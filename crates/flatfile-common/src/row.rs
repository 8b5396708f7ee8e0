//! Row representation.

use crate::schema::Schema;
use crate::types::Value;

/// An ordered sequence of values, positionally aligned with a schema.
#[derive(Debug, Clone, Default, PartialEq, Eq, Hash)]
pub struct Row {
    values: Vec<Value>,
}

impl Row {
    /// Creates a row from its values.
    pub fn new(values: Vec<Value>) -> Self {
        Self { values }
    }

    /// Returns the number of values.
    pub fn len(&self) -> usize {
        self.values.len()
    }

    /// Returns true if the row has no values.
    pub fn is_empty(&self) -> bool {
        self.values.is_empty()
    }

    /// Returns the value at the given column position.
    pub fn get(&self, index: usize) -> Option<&Value> {
        self.values.get(index)
    }

    /// Returns the value of the named column, resolved through the schema.
    pub fn get_by_name(&self, schema: &Schema, name: &str) -> Option<&Value> {
        schema.index_of(name).and_then(|i| self.values.get(i))
    }

    /// Returns the values as a slice.
    pub fn values(&self) -> &[Value] {
        &self.values
    }

    /// Consumes the row and returns the value at the given position.
    pub fn take(mut self, index: usize) -> Option<Value> {
        if index < self.values.len() {
            Some(self.values.swap_remove(index))
        } else {
            None
        }
    }

    /// Consumes the row and returns its values.
    pub fn into_values(self) -> Vec<Value> {
        self.values
    }
}

impl From<Vec<Value>> for Row {
    fn from(values: Vec<Value>) -> Self {
        Self::new(values)
    }
}
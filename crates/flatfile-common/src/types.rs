//! Column types and values.

use crate::error::{FlatfileError, Result};
use serde::{Deserialize, Serialize};
use std::str::FromStr;

/// Type of a column.
///
/// The discriminant is the tag stored for the column in the file header.
#[derive(Debug, Clone, Copy, PartialEq, Eq, Hash, Serialize, Deserialize)]
#[serde(rename_all = "lowercase")]
#[repr(u8)]
pub enum ColumnType {
    /// Unsigned 32-bit integer, stored little-endian.
    U32 = 1,
    /// Unsigned 64-bit integer, stored little-endian.
    U64 = 2,
    /// UTF-8 string, stored with a 32-bit length prefix.
    String = 3,
}

impl ColumnType {
    /// Returns the fixed byte size for this type, or None for variable-length types.
    pub fn fixed_size(&self) -> Option<usize> {
        match self {
            ColumnType::U32 => Some(4),
            ColumnType::U64 => Some(8),
            ColumnType::String => None,
        }
    }

    /// Returns the vocabulary name of this type.
    pub fn as_str(&self) -> &'static str {
        match self {
            ColumnType::U32 => "u32",
            ColumnType::U64 => "u64",
            ColumnType::String => "string",
        }
    }
}

impl TryFrom<u8> for ColumnType {
    type Error = FlatfileError;

    fn try_from(value: u8) -> Result<Self> {
        match value {
            1 => Ok(ColumnType::U32),
            2 => Ok(ColumnType::U64),
            3 => Ok(ColumnType::String),
            _ => Err(FlatfileError::InvalidSchema(format!(
                "unknown column type tag: {}",
                value
            ))),
        }
    }
}

impl FromStr for ColumnType {
    type Err = FlatfileError;

    fn from_str(s: &str) -> Result<Self> {
        match s {
            "u32" => Ok(ColumnType::U32),
            "u64" => Ok(ColumnType::U64),
            "string" => Ok(ColumnType::String),
            _ => Err(FlatfileError::InvalidSchema(format!(
                "unknown column type: {}",
                s
            ))),
        }
    }
}

impl std::fmt::Display for ColumnType {
    fn fmt(&self, f: &mut std::fmt::Formatter<'_>) -> std::fmt::Result {
        f.write_str(self.as_str())
    }
}

/// A single column value.
#[derive(Debug, Clone, PartialEq, Eq, Hash, Serialize, Deserialize)]
pub enum Value {
    Null,
    U32(u32),
    U64(u64),
    String(String),
}

impl Value {
    /// Returns true if this is the null value.
    pub fn is_null(&self) -> bool {
        matches!(self, Value::Null)
    }

    /// Returns the column type this value belongs to, or None for null.
    pub fn column_type(&self) -> Option<ColumnType> {
        match self {
            Value::Null => None,
            Value::U32(_) => Some(ColumnType::U32),
            Value::U64(_) => Some(ColumnType::U64),
            Value::String(_) => Some(ColumnType::String),
        }
    }

    /// Returns the type name used in diagnostics.
    pub fn type_name(&self) -> &'static str {
        match self.column_type() {
            Some(ctype) => ctype.as_str(),
            None => "null",
        }
    }

    /// Returns the value as u32 if it is a u32.
    pub fn as_u32(&self) -> Option<u32> {
        match self {
            Value::U32(v) => Some(*v),
            _ => None,
        }
    }

    /// Returns the value as u64, widening u32 values.
    pub fn as_u64(&self) -> Option<u64> {
        match self {
            Value::U32(v) => Some(*v as u64),
            Value::U64(v) => Some(*v),
            _ => None,
        }
    }

    /// Returns the value as a string slice if it is a string.
    pub fn as_str(&self) -> Option<&str> {
        match self {
            Value::String(s) => Some(s.as_str()),
            _ => None,
        }
    }

    /// Returns this value with u32 widened to u64.
    ///
    /// Two widened values are equal exactly when they hold the same number,
    /// whatever the width of the columns they came from.
    pub fn widen(self) -> Value {
        match self {
            Value::U32(v) => Value::U64(v as u64),
            other => other,
        }
    }
}

impl From<u32> for Value {
    fn from(v: u32) -> Self {
        Value::U32(v)
    }
}

impl From<u64> for Value {
    fn from(v: u64) -> Self {
        Value::U64(v)
    }
}

impl From<&str> for Value {
    fn from(s: &str) -> Self {
        Value::String(s.to_string())
    }
}

impl From<String> for Value {
    fn from(s: String) -> Self {
        Value::String(s)
    }
}

impl<T: Into<Value>> From<Option<T>> for Value {
    fn from(v: Option<T>) -> Self {
        v.map(Into::into).unwrap_or(Value::Null)
    }
}

impl std::fmt::Display for Value {
    fn fmt(&self, f: &mut std::fmt::Formatter<'_>) -> std::fmt::Result {
        match self {
            Value::Null => write!(f, "NULL"),
            Value::U32(v) => write!(f, "{}", v),
            Value::U64(v) => write!(f, "{}", v),
            Value::String(s) => write!(f, "{:?}", s),
        }
    }
}

#[cfg(test)]
mod tests {
    use super::*;

    #[test]
    fn test_fixed_size() {
        assert_eq!(ColumnType::U32.fixed_size(), Some(4));
        assert_eq!(ColumnType::U64.fixed_size(), Some(8));
        assert_eq!(ColumnType::String.fixed_size(), None);
    }

    #[test]
    fn test_type_tag_roundtrip() {
        for ctype in [ColumnType::U32, ColumnType::U64, ColumnType::String] {
            assert_eq!(ColumnType::try_from(ctype as u8).unwrap(), ctype);
        }
        assert!(ColumnType::try_from(0).is_err());
        assert!(ColumnType::try_from(4).is_err());
    }

    #[test]
    fn test_type_vocabulary() {
        assert_eq!("u32".parse::<ColumnType>().unwrap(), ColumnType::U32);
        assert_eq!("u64".parse::<ColumnType>().unwrap(), ColumnType::U64);
        assert_eq!("string".parse::<ColumnType>().unwrap(), ColumnType::String);
        assert!("i64".parse::<ColumnType>().is_err());
        assert_eq!(ColumnType::String.to_string(), "string");
    }

    #[test]
    fn test_value_accessors() {
        assert_eq!(Value::U32(7).as_u32(), Some(7));
        assert_eq!(Value::U32(7).as_u64(), Some(7));
        assert_eq!(Value::U64(7).as_u32(), None);
        assert_eq!(Value::from("abc").as_str(), Some("abc"));
        assert!(Value::Null.is_null());
        assert_eq!(Value::Null.type_name(), "null");
        assert_eq!(Value::U64(1).type_name(), "u64");
    }

    #[test]
    fn test_value_from_option() {
        assert_eq!(Value::from(Some(5u32)), Value::U32(5));
        assert_eq!(Value::from(None::<u64>), Value::Null);
    }

    #[test]
    fn test_widen() {
        assert_eq!(Value::U32(9).widen(), Value::U64(9));
        assert_eq!(Value::U32(9).widen(), Value::U64(9).widen());
        assert_eq!(Value::from("x").widen(), Value::from("x"));
        assert_eq!(Value::Null.widen(), Value::Null);
    }

    #[test]
    fn test_value_display() {
        assert_eq!(Value::Null.to_string(), "NULL");
        assert_eq!(Value::U64(12).to_string(), "12");
        assert_eq!(Value::from("hi").to_string(), "\"hi\"");
    }
}
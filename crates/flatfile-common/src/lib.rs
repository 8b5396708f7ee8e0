//! Flatfile common types, errors, and configuration.
//!
//! This crate provides the schema model and value vocabulary shared by the
//! storage and streaming crates.

pub mod config;
pub mod error;
pub mod row;
pub mod schema;
pub mod types;

pub use config::{CompressionType, StorageConfig};
pub use error::{FlatfileError, Result};
pub use row::Row;
pub use schema::{ColumnDef, Schema};
pub use types::{ColumnType, Value};
//! Cooperative row streaming.
//!
//! A stream is a single forward pass over a reader. Every step yields to the
//! async scheduler before touching the file, so a scan of any length runs
//! with constant stack depth and never starves other tasks on the runtime.
//!
//! Each pass ends in exactly one of three ways: completion, error, or a stop
//! requested by the consumer. All three release the underlying file.

use flatfile_common::{FlatfileError, Result, Row, Schema, StorageConfig};
use flatfile_storage::Reader;
use std::ops::ControlFlow;
use std::path::Path;
use tracing::trace;

/// How a stream pass ended.
#[derive(Debug, Clone, Copy, PartialEq, Eq)]
pub enum StreamOutcome {
    /// End of data was reached.
    Completed { emitted: u64 },
    /// The consumer asked to stop.
    Stopped { emitted: u64 },
    /// A read failed and the error was reported.
    Failed { emitted: u64 },
    /// The requested column does not exist. The lookup error was reported
    /// and the pass completed without reading any row.
    Unresolved,
}

impl StreamOutcome {
    /// Returns the number of items handed to the consumer.
    pub fn emitted(&self) -> u64 {
        match *self {
            StreamOutcome::Completed { emitted }
            | StreamOutcome::Stopped { emitted }
            | StreamOutcome::Failed { emitted } => emitted,
            StreamOutcome::Unresolved => 0,
        }
    }

    /// Returns true if end of data was reached.
    pub fn is_completed(&self) -> bool {
        matches!(self, StreamOutcome::Completed { .. })
    }
}

/// Single-consumer pull stream over the rows of a reader.
pub struct RowStream {
    /// Reader, None once released.
    reader: Option<Reader>,
    /// Schema of the underlying file.
    schema: Schema,
    /// Set once end of data or an error has been returned.
    finished: bool,
    /// Rows returned so far.
    rows: u64,
}

impl RowStream {
    /// Wraps a reader positioned at its first row.
    pub fn new(reader: Reader) -> Self {
        let schema = reader.schema().clone();
        Self {
            reader: Some(reader),
            schema,
            finished: false,
            rows: 0,
        }
    }

    /// Returns the schema of the file being streamed.
    pub fn schema(&self) -> &Schema {
        &self.schema
    }

    /// Returns the number of rows returned so far.
    pub fn rows(&self) -> u64 {
        self.rows
    }

    /// Returns true once the stream has reached end of data or failed.
    pub fn is_finished(&self) -> bool {
        self.finished
    }

    /// Returns true once the underlying reader has been released.
    pub fn is_released(&self) -> bool {
        self.reader.is_none()
    }

    /// Yields to the scheduler, then reads the next row.
    ///
    /// Returns None after end of data. An error is returned once and ends
    /// the stream. Calling this after `close` returns `ClosedHandle`.
    pub async fn next(&mut self) -> Option<Result<Row>> {
        if self.finished {
            return None;
        }
        tokio::task::yield_now().await;

        let reader = match self.reader.as_mut() {
            Some(reader) => reader,
            None => return Some(Err(FlatfileError::ClosedHandle)),
        };

        match reader.read_next_row() {
            Ok(Some(row)) => {
                self.rows += 1;
                Some(Ok(row))
            }
            Ok(None) => {
                self.finish();
                None
            }
            Err(e) => {
                self.finish();
                Some(Err(e))
            }
        }
    }

    /// Stops the stream and releases the reader.
    pub fn close(&mut self) {
        if let Some(mut reader) = self.reader.take() {
            reader.close();
        }
    }

    fn finish(&mut self) {
        self.finished = true;
        self.close();
    }
}

/// Opens a file and streams its rows.
///
/// A missing file yields a stream that completes without rows.
pub fn open_stream(path: impl AsRef<Path>, config: StorageConfig) -> Result<RowStream> {
    Reader::open(path, config).map(RowStream::new)
}

/// Receiver of the callbacks of one stream pass.
pub trait RowConsumer {
    /// Called for each row in write order. `Break` stops the stream.
    fn on_row(&mut self, row: Row) -> ControlFlow<()>;

    /// Called at most once, when a read fails.
    fn on_error(&mut self, err: FlatfileError);

    /// Called at most once, at end of data.
    fn on_complete(&mut self);
}

/// Drives a full pass over `reader`, delivering callbacks to `consumer`.
///
/// Exactly one of `on_error` or `on_complete` fires unless the consumer
/// stops the stream, in which case neither does.
pub async fn stream<C>(reader: Reader, consumer: &mut C) -> StreamOutcome
where
    C: RowConsumer + ?Sized,
{
    let mut rows = RowStream::new(reader);
    loop {
        match rows.next().await {
            Some(Ok(row)) => {
                trace!(row = rows.rows(), "stream row");
                if consumer.on_row(row).is_break() {
                    rows.close();
                    return StreamOutcome::Stopped {
                        emitted: rows.rows(),
                    };
                }
            }
            Some(Err(e)) => {
                consumer.on_error(e);
                return StreamOutcome::Failed {
                    emitted: rows.rows(),
                };
            }
            None => {
                consumer.on_complete();
                return StreamOutcome::Completed {
                    emitted: rows.rows(),
                };
            }
        }
    }
}

/// Closure form of [`stream`].
pub async fn stream_with<E, R, C>(
    reader: Reader,
    on_error: E,
    on_row: R,
    on_complete: C,
) -> StreamOutcome
where
    E: FnOnce(FlatfileError),
    R: FnMut(Row) -> ControlFlow<()>,
    C: FnOnce(),
{
    let mut consumer = Callbacks {
        on_error: Some(on_error),
        on_row,
        on_complete: Some(on_complete),
    };
    stream(reader, &mut consumer).await
}

struct Callbacks<E, R, C> {
    on_error: Option<E>,
    on_row: R,
    on_complete: Option<C>,
}

impl<E, R, C> RowConsumer for Callbacks<E, R, C>
where
    E: FnOnce(FlatfileError),
    R: FnMut(Row) -> ControlFlow<()>,
    C: FnOnce(),
{
    fn on_row(&mut self, row: Row) -> ControlFlow<()> {
        (self.on_row)(row)
    }

    fn on_error(&mut self, err: FlatfileError) {
        if let Some(f) = self.on_error.take() {
            f(err);
        }
    }

    fn on_complete(&mut self) {
        if let Some(f) = self.on_complete.take() {
            f();
        }
    }
}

Aim of the exercise
Set down verbatim only the lines between the start of the data above and the line with "given column position.", both boundaries included.

Output below
filename crates/flatfile-common/src/row.rs
repository 8b5396708f7ee8e0
//! Row representation.

use crate::schema::Schema;
use crate::types::Value;

/// An ordered sequence of values, positionally aligned with a schema.
#[derive(Debug, Clone, Default, PartialEq, Eq, Hash)]
pub struct Row {
    values: Vec<Value>,
}

impl Row {
    /// Creates a row from its values.
    pub fn new(values: Vec<Value>) -> Self {
        Self { values }
    }

    /// Returns the number of values.
    pub fn len(&self) -> usize {
        self.values.len()
    }

    /// Returns true if the row has no values.
    pub fn is_empty(&self) -> bool {
        self.values.is_empty()
    }

    /// Returns the value at the given column position.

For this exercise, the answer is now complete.